Toll charges - Cash must be put back into roads
Doubtless, the financial constraints on government will strengthen the arguments in favour of toll roads which operate successfully across the EU.
Like it or not and the political reality is that many people are still opposed to the concept it looks as if toll charges are just around the corner.
If the minister has his way, then pay-as-you-drive charges will be in operation inside two years, starting next spring with the country's first major toll road at the Drogheda bypass on the Dublin-Belfast route, followed by similar systems on both the Dublin to Galway route and the Dublin to Cork motorway.
In future, drivers will pay about €2.50 to bypass some of the country's most notorious bottlenecks at Kinnegad, Kildare town and Monasterevin.
Whatever the merit of paying to get from one side of the country to the other, few motorists relish the prospect of being charged to drive in their own locality.
As a shrewd politician, Mr Brennan should realise the importance of finding ways to ease the cost for local drivers, who would be frequent users.
Environmental problems can also be significant and it would be counter-productive to steamroll over genuine objections. Consensus will be important in gaining the support of local people.
Similarly, it would be hard to exaggerate the need to guarantee all revenues from toll roads funded exclusively by the State are ploughed back into other road projects.
It would sweeten the pill if motorists felt their money was, for instance, being spent on upgrading neglected roads, or building bypasses at Fermoy and Ennis, rather than vanishing in a morass of Exchequer funding.
It would also make sense to run a pre-paid electronic smart-card operation rather than toll booths, which invariably cause delays, defeating the objective of creating costly bypass systems.
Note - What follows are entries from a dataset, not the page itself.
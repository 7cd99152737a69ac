// ============================================================================
// cinestage-core/src/enhance/upscale.rs
// ============================================================================
//
// SUPER-RESOLUTION UPSCALE
//
// 1. Extract every frame to PNG inside a scoped temp directory
// 2. Run the super-resolution engine over the whole directory
// 3. Re-encode the upscaled sequence at the source frame rate
//
// The result carries no audio; the final report muxes the original audio
// back in.

use super::{EnhanceOutput, FRAME_PATTERN, extract_frames_command, fps_arg, h264_encode};
use crate::error::CoreResult;
use crate::external::{ExpectedOutput, Tool};
use crate::logging::log_subsection;
use crate::media::MediaArtifact;
use crate::pipeline::StageContext;
use crate::temp_files::create_temp_dir;

use log::{info, warn};
use serde_json::json;
use std::path::Path;

/// Frame rate used to re-encode when the source rate is unknown.
const FALLBACK_FRAME_RATE: f64 = 30.0;

/// Upscales `input` by the configured factor, writing `output`.
pub fn upscale(ctx: &StageContext<'_>, input: &MediaArtifact, output: &Path) -> CoreResult<EnhanceOutput> {
    log_subsection("Upscale");
    let tools = &ctx.config.tools;
    let enhance = &ctx.config.enhance;
    let stage_dir = output.parent().unwrap_or_else(|| Path::new("."));

    let fps = if input.frame_rate.is_finite() && input.frame_rate > 0.0 {
        input.frame_rate
    } else {
        warn!(
            "Frame rate of {} unknown; re-encoding at {} fps",
            input.path.display(),
            FALLBACK_FRAME_RATE
        );
        FALLBACK_FRAME_RATE
    };

    let scratch = create_temp_dir(&ctx.config.paths, stage_dir, "upscale")?;
    let frames_dir = scratch.path().join("frames");
    let upscaled_dir = scratch.path().join("upscaled");

    info!("Extracting frames from {}", input.path.display());
    ctx.invoker
        .execute(&extract_frames_command(tools, &input.path, &frames_dir), ctx.cancel)?;

    info!(
        "Running super-resolution ({}, {}x)",
        enhance.upscale_model, enhance.upscale_factor
    );
    let sr = tools
        .command(Tool::SuperResolution)
        .opt("-i", &frames_dir)
        .opt("-o", &upscaled_dir)
        .opt("-n", &enhance.upscale_model)
        .opt("-s", enhance.upscale_factor.to_string())
        .opt("-f", "png")
        .expect(ExpectedOutput::NonEmptyDir(upscaled_dir.clone()));
    ctx.invoker.execute(&sr, ctx.cancel)?;

    let encode = tools
        .ffmpeg()
        .opt("-framerate", fps_arg(fps))
        .opt("-i", upscaled_dir.join(FRAME_PATTERN));
    let encode = h264_encode(encode, enhance).output(output);
    ctx.invoker.execute(&encode, ctx.cancel)?;
    drop(scratch);

    let artifact = ctx.prober.probe(output)?;
    info!(
        "Upscaled {} -> {}",
        input.resolution, artifact.resolution
    );
    Ok(EnhanceOutput {
        metadata: json!({
            "model": enhance.upscale_model,
            "scale_factor": format!("{}x", enhance.upscale_factor),
            "input_resolution": input.resolution.to_string(),
            "output_resolution": artifact.resolution.to_string(),
            "frame_rate": fps,
        }),
        artifact,
    })
}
In a significant policy departure, for the first time a major stretch of the southern motorway will be funded totally by taxpayers and not by the public-private partnerships currently operating on the northern and western route developments.
This initiative will be applauded by those who see the partnership route as diverting large amounts of money into major corporations, a political payback for generously supporting party fundraising machines in the past.
Judging by the financial success of Dublin's east and west bridge links, it should not be beyond the imagination of the administration to run an effective national toll system that could be transformed into a major source of badly needed funding to improve Ireland's tattered road network.